Abstract
Introduction:
Adverse perinatal outcomes disproportionately affect minoritized and lower-income women in the United States and are often linked to employment, insurance, and education. This study investigated whether these disparities persist in the Military Health System (MHS) among active-duty service women (ADSW), an employed, universally insured population with at least a secondary education.
Methods:
This cross-sectional study used data claims of ADSW ages 17–49 with births during 2016–2023. International Classification of Diseases, 10th revision (ICD-10) diagnostic, Medicare Severity Diagnosis Related Group, and Current Procedural Terminology codes were used to identify births, perinatal outcomes, and maternal comorbidities. Analyses included descriptive statistics of patient demographics including race, rank as a proxy for socioeconomic status, and incidence of perinatal interventions and outcomes; and modified Poisson regressions assessing variation between groups.
Results:
There were 218,386 births by 158,012 ADSW in fiscal year 2016–2023, with the greatest representation among White (42.91%), Black (27.16%), and enlisted (82.63%) members. Black, Asian and Pacific Islander, and American Indian/Alaska Native women showed higher risk of preterm labor, induction of labor, and cesarean section, whereas Asian and Pacific Islander and American Indian/Alaska Native women also had higher risk of postpartum hemorrhage.

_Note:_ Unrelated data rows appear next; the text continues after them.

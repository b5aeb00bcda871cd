//! Binary type descriptions.

use super::hash::{entity_id, schema_id};

/// A field of a binary type.
#[derive(Debug, Clone, PartialEq, Eq)]
pub struct BinaryField {
    name: String,
    type_code: i32,
    field_id: i32,
}

impl BinaryField {
    /// Creates a field, deriving its id from the name.
    pub fn new(name: impl Into<String>, type_code: i32) -> Self {
        let name = name.into();
        let field_id = entity_id(&name);
        Self::with_id(name, type_code, field_id)
    }

    /// Creates a field with an explicit id.
    pub fn with_id(name: impl Into<String>, type_code: i32, field_id: i32) -> Self {
        Self {
            name: name.into(),
            type_code,
            field_id,
        }
    }

    /// Field name.
    pub fn name(&self) -> &str {
        &self.name
    }

    /// Data object type code the field is written with.
    pub fn type_code(&self) -> i32 {
        self.type_code
    }

    /// Field id.
    pub fn field_id(&self) -> i32 {
        self.field_id
    }
}

/// Identifies one schema of a type: by id, or by the ordered field names.
#[derive(Debug, Clone, Copy)]
pub enum SchemaRef<'a> {
    /// A schema id as carried in a complex object header.
    Id(i32),
    /// Ordered field names.
    Fields(&'a [&'a str]),
}

impl SchemaRef<'_> {
    /// Resolves to a schema id.
    pub fn schema_id(&self) -> i32 {
        match *self {
            Self::Id(id) => id,
            Self::Fields(names) => schema_id(names.iter().map(|n| entity_id(n))),
        }
    }
}

impl From<i32> for SchemaRef<'_> {
    fn from(id: i32) -> Self {
        Self::Id(id)
    }
}

impl<'a> From<&'a [&'a str]> for SchemaRef<'a> {
    fn from(names: &'a [&'a str]) -> Self {
        Self::Fields(names)
    }
}

/// Field layout of one schema of a binary type.
///
/// A type that evolved over time has several schemas; each is described by
/// its own `BinaryTypeDescriptor` sharing the type id.
#[derive(Debug, Clone, PartialEq, Eq)]
pub struct BinaryTypeDescriptor {
    type_id: i32,
    type_name: String,
    affinity_key_field: Option<String>,
    is_enum: bool,
    enum_values: Vec<(String, i32)>,
    fields: Vec<BinaryField>,
    schema_id: i32,
}

impl BinaryTypeDescriptor {
    /// Builds a descriptor for `type_name` with `fields` in order.
    ///
    /// Type id, field ids and schema id are derived from the names.
    pub fn new(type_name: impl Into<String>, fields: Vec<BinaryField>) -> Self {
        let type_name = type_name.into();
        let schema_id = schema_id(fields.iter().map(BinaryField::field_id));
        Self {
            type_id: entity_id(&type_name),
            type_name,
            affinity_key_field: None,
            is_enum: false,
            enum_values: Vec::new(),
            fields,
            schema_id,
        }
    }

    /// Builds an enum type descriptor with `(literal, ordinal)` pairs.
    pub fn enumeration(type_name: impl Into<String>, values: Vec<(String, i32)>) -> Self {
        let mut descriptor = Self::new(type_name, Vec::new());
        descriptor.is_enum = true;
        descriptor.enum_values = values;
        descriptor
    }

    /// Builds a descriptor from ids reported by the server.
    pub(crate) fn from_parts(
        type_id: i32,
        type_name: String,
        affinity_key_field: Option<String>,
        enum_values: Option<Vec<(String, i32)>>,
        fields: Vec<BinaryField>,
        schema_id: i32,
    ) -> Self {
        Self {
            type_id,
            type_name,
            affinity_key_field,
            is_enum: enum_values.is_some(),
            enum_values: enum_values.unwrap_or_default(),
            fields,
            schema_id,
        }
    }

    /// Sets the field used for affinity routing.
    pub fn with_affinity_key_field(mut self, field: impl Into<String>) -> Self {
        self.affinity_key_field = Some(field.into());
        self
    }

    /// Type id.
    pub fn type_id(&self) -> i32 {
        self.type_id
    }

    /// Type name as registered.
    pub fn type_name(&self) -> &str {
        &self.type_name
    }

    /// Field used for affinity routing, if any.
    pub fn affinity_key_field(&self) -> Option<&str> {
        self.affinity_key_field.as_deref()
    }

    /// Returns `true` for enum types.
    pub fn is_enum(&self) -> bool {
        self.is_enum
    }

    /// Enum literals and their ordinals; empty for non-enum types.
    pub fn enum_values(&self) -> &[(String, i32)] {
        &self.enum_values
    }

    /// Fields in schema order.
    pub fn fields(&self) -> &[BinaryField] {
        &self.fields
    }

    /// Returns the field named `name`.
    pub fn field(&self, name: &str) -> Option<&BinaryField> {
        self.fields.iter().find(|f| f.name == name)
    }

    /// Schema id of this field layout.
    pub fn schema_id(&self) -> i32 {
        self.schema_id
    }
}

Officers had a higher risk for cesarean births, perineal lacerations, postpartum hemorrhage, and high-risk pregnancy at ages 35 and older.
Conclusions:
In this study, ADSW of minoritized races and lower rank experienced disparities in perinatal outcomes in the MHS. Lower hemorrhage risk for Black women contrasts with national data but aligns with previous MHS studies. Further research is needed to determine the factors influencing both positive and negative outcomes for ADSW.